Now leave the container and return to the lambda server.

The `lots_of_data.sh` script will insert 1000,000 transactions into our database,
and so call 200,000 UPDATE commands on `balances`.
View the code, and make sure you understand what it's doing.
```
$ cat scripts/lots_of_data.sh
```
Now run it.
```
$ time sh scripts/lots_of_data.sh postgresql://postgres:pass@localhost:9999
```
It should take about two minutes to run.

Once again, view the size of the containers.
For me, the appropriate commands and outputs looked like:
```
$ ls -l $PGDATA/base/13481/16415*
-rw------- 1 postgres postgres 1220608 Apr 4 22:29 base/13481/16415
-rw------- 1 postgres postgres 24576 Apr 4 22:29 base/13481/16415_fsm
$ ls -l $PGDATA/base/13481/16397*
-rw------- 1 postgres postgres 52682752 Apr 4 22:27 base/13481/16397
-rw------- 1 postgres postgres 32768 Apr 4 22:27 base/13481/16397_fsm
```
And the `balances` table (OID 16415) had 1220608/8192=149 pages.

To measure the number of dead tuples, connect to psql and run the following command.
```
SELECT n_live_tup, n_dead_tup, relname FROM pg_stat_user_tables;
```
Which should give output similar to
```
n_live_tup | n_dead_tup | relname
------------+------------+--------------
10000 | 14149 | balances
1000000 | 0 | transactions
10000 | 0 | accounts
```
The following things should make sense to you:
1. The number of live tuples in the `balances` and `accounts` tables is each 10000,
which is the number of accounts that we inserted with the `create_accounts.py` command.
(We INSERT one row into `balances` for each INSERT into `account`.)
1. The `transactions` table has 1e6 rows because that's the number of transactions that we inserted.
1. The `transactions` and `accounts` tables each have 0 dead tuples, because we have never called a DELETE or UPDATE on these tables.

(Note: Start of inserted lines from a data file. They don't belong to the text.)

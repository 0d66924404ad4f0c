use chrono::Datelike;
use std::fmt;
use std::str::FromStr;

const LONG_MONTHS: [u32; 7] = [1, 3, 5, 7, 8, 10, 12];
const LONG_MONTH_DAYS: u32 = 31;
const SHORT_MONTH_DAYS: u32 = 30;
const FEBRUARY: u32 = 2;
const FEB_DAYS: u32 = 28;
const FEB_LEAP_DAYS: u32 = 29;
const MONTHS_PER_YEAR: u32 = 12;
const QUADRENNIAL: i32 = 4;
const CENTENNIAL: i32 = 100;
const QUADRICENTENNIAL: i32 = 400;

/// A calendar date. Construction never validates; use [`Date::is_valid`]
/// as a separate query.
#[derive(Debug, Clone, Copy, PartialEq, Eq, PartialOrd, Ord)]
pub struct Date {
    // Field order matters: ordering derives compare year, then month, then day.
    year: i32,
    month: u32,
    day: u32,
}

#[derive(Debug, thiserror::Error, PartialEq)]
#[error("invalid date string: {0}")]
pub struct ParseDateError(String);

impl Date {
    pub fn new(month: u32, day: u32, year: i32) -> Self {
        Self { year, month, day }
    }

    /// Wall-clock snapshot of the current local date.
    pub fn today() -> Self {
        let now = chrono::Local::now().date_naive();
        Self {
            year: now.year(),
            month: now.month(),
            day: now.day(),
        }
    }

    pub fn year(&self) -> i32 {
        self.year
    }

    pub fn month(&self) -> u32 {
        self.month
    }

    pub fn day(&self) -> u32 {
        self.day
    }

    fn is_leap_year(&self) -> bool {
        self.year % QUADRENNIAL == 0
            && (self.year % CENTENNIAL != 0 || self.year % QUADRICENTENNIAL == 0)
    }

    /// Checks month and day ranges, with February bounded by the leap-year
    /// rule. Negative years are rejected.
    pub fn is_valid(&self) -> bool {
        if self.year < 0 {
            return false;
        }
        if self.month < 1 || self.month > MONTHS_PER_YEAR || self.day < 1 {
            return false;
        }
        let max_day = if LONG_MONTHS.contains(&self.month) {
            LONG_MONTH_DAYS
        } else if self.month == FEBRUARY {
            if self.is_leap_year() {
                FEB_LEAP_DAYS
            } else {
                FEB_DAYS
            }
        } else {
            SHORT_MONTH_DAYS
        };
        self.day <= max_day
    }
}

impl FromStr for Date {
    type Err = ParseDateError;

    /// Parses `"M/D/Y"` with no zero padding. Range checking is left to
    /// [`Date::is_valid`].
    fn from_str(s: &str) -> Result<Self, Self::Err> {
        let mut parts = s.split('/');
        let (month, day, year) = match (parts.next(), parts.next(), parts.next(), parts.next()) {
            (Some(m), Some(d), Some(y), None) => (m, d, y),
            _ => return Err(ParseDateError(s.to_string())),
        };
        let month = month.trim().parse().map_err(|_| ParseDateError(s.to_string()))?;
        let day = day.trim().parse().map_err(|_| ParseDateError(s.to_string()))?;
        let year = year.trim().parse().map_err(|_| ParseDateError(s.to_string()))?;
        Ok(Self { year, month, day })
    }
}

impl fmt::Display for Date {
    fn fmt(&self, f: &mut fmt::Formatter<'_>) -> fmt::Result {
        write!(f, "{}/{}/{}", self.month, self.day, self.year)
    }
}

#[cfg(test)]
mod tests {
    use super::*;

    #[test]
    fn test_parse_and_display_round_trip() {
        let date: Date = "1/15/1990".parse().unwrap();
        assert_eq!(date, Date::new(1, 15, 1990));
        assert_eq!(date.to_string(), "1/15/1990");
    }

    #[test]
    fn test_parse_rejects_malformed_input() {
        assert!("1-15-1990".parse::<Date>().is_err());
        assert!("1/15".parse::<Date>().is_err());
        assert!("1/15/1990/3".parse::<Date>().is_err());
        assert!("a/b/c".parse::<Date>().is_err());
    }

    #[test]
    fn test_parse_does_not_validate_ranges() {
        // Out-of-range components still parse; is_valid reports them.
        let date: Date = "13/40/2020".parse().unwrap();
        assert!(!date.is_valid());
    }

    #[test]
    fn test_month_bounds() {
        assert!(!Date::new(0, 10, 2020).is_valid());
        assert!(!Date::new(13, 10, 2020).is_valid());
        assert!(Date::new(12, 10, 2020).is_valid());
    }

    #[test]
    fn test_long_and_short_month_days() {
        assert!(Date::new(1, 31, 2020).is_valid());
        assert!(Date::new(4, 30, 2020).is_valid());
        assert!(!Date::new(4, 31, 2020).is_valid());
        assert!(!Date::new(6, 0, 2020).is_valid());
    }

    #[test]
    fn test_february_leap_year_rule() {
        assert!(Date::new(2, 29, 2020).is_valid());
        assert!(!Date::new(2, 29, 2021).is_valid());
        // Centennial years are not leap years unless divisible by 400.
        assert!(!Date::new(2, 29, 1900).is_valid());
        assert!(Date::new(2, 29, 2000).is_valid());
        assert!(Date::new(2, 28, 2021).is_valid());
    }

    #[test]
    fn test_negative_year_invalid() {
        assert!(!Date::new(1, 1, -5).is_valid());
    }

    #[test]
    fn test_chronological_ordering() {
        let earlier = Date::new(12, 31, 1999);
        let later = Date::new(1, 1, 2000);
        assert!(earlier < later);
        assert!(Date::new(3, 1, 2000) < Date::new(4, 1, 2000));
        assert!(Date::new(3, 1, 2000) < Date::new(3, 2, 2000));
        assert_eq!(Date::new(3, 1, 2000), Date::new(3, 1, 2000));
    }

    #[test]
    fn test_today_is_valid() {
        assert!(Date::today().is_valid());
    }
}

But the number of dead tuples in `balances` should look weird to you.
That's because:
1. We call two UPDATEs on `balances` for every insert into `transactions`.
1. For every UPDATE, we create 1 dead tuple according to the procedure outlined at .
1. Therefore we should have 2e6 dead tuples, but we have a number much smaller.
(I got 14149, but your number is likely to be different due to nondeterminism of the parallel code in `lots_of_data.sh` script.)

Why is that?

The answer is an optimization postgres implements called a *heap only tuple* (HOT) tuple.
For our purposes right now, there are two important things to know about the HOT tuple optimization:
1. It performs a "mini vacuum" that deletes all dead tuples in a page after an UPDATE operation finishes.
This mini vacuum is what is deleting most of the dead tuples we "should" be observing.
The `pg_stat_user_tables` relation that we examined above also has a column `n_tup_hot_upd` that records how many times the HOT tuple optimization triggered,
and if you run the following command:
```
SELECT n_tup_upd, n_tup_hot_upd FROM pg_stat_user_tables;
```
you should see that it triggered a lot.
1. The HOT tuple optimization is only available on columns that do not have indexes.
In the next section, you will rerun these commands after creating an index and observe how the index can hurt UPDATE performance by removing the HOT optimization.

> **Note:**
> HOT tuples are described in detail in [Chapter 7 of our textbook](http://www.interdb.jp/pg/pgsql07.html).
> ~~For the final exam, you are responsible for understanding how HOT tuples work in detail, but we will not be going over them in lecture.~~
> No final exam this semester :)

Let's remove the (relative few) dead tuples using the VACUUM command:
```
postgres=# VACUUM balances;
```
And then observe that there are now no dead tuples.
```
postgres=# SELECT n_live_tup, n_dead_tup, relname FROM pg_stat_user_tables;
```
Which should give output similar to
```
n_live_tup | n_dead_tup | relname
------------+------------+--------------
10000 | 0 | balances
1000000 | 0 | transactions
10000 | 0 | accounts
```

## Observing `accounts` with an index

We will now repeat the steps above on a table that has an index,
and see how that index drastically changes performance.

First restart postgres.
```
$ docker-compose down
$ docker-compose up -d
```
Then enter psql and create an index on `balances(balance)`.
```
$ docker-compose exec pg psql
postgres=# CREATE INDEX ON balances(balance);
CREATE INDEX
```
Now, all of our steps will be the same as above.
Add the data.
```
$ time python3 scripts/create_accounts.py --num_accounts=10000 postgresql://postgres:pass@localhost:9999
$ time sh scripts/lots_of_data.sh postgresql://postgres:pass@localhost:9999
```

And check the sizes of the `balances` table.
```
$ ls -l base/13481/16415*
-rw------- 1 postgres postgres 57540608 Apr 4 23:15 base/13481/16415
-rw------- 1 postgres postgres 32768 Apr 4 23:15 base/13481/16415_fsm
```
(Again, due to the nondeterminism of the `lots_of_data.sh` script, your numbers may be slightly different.)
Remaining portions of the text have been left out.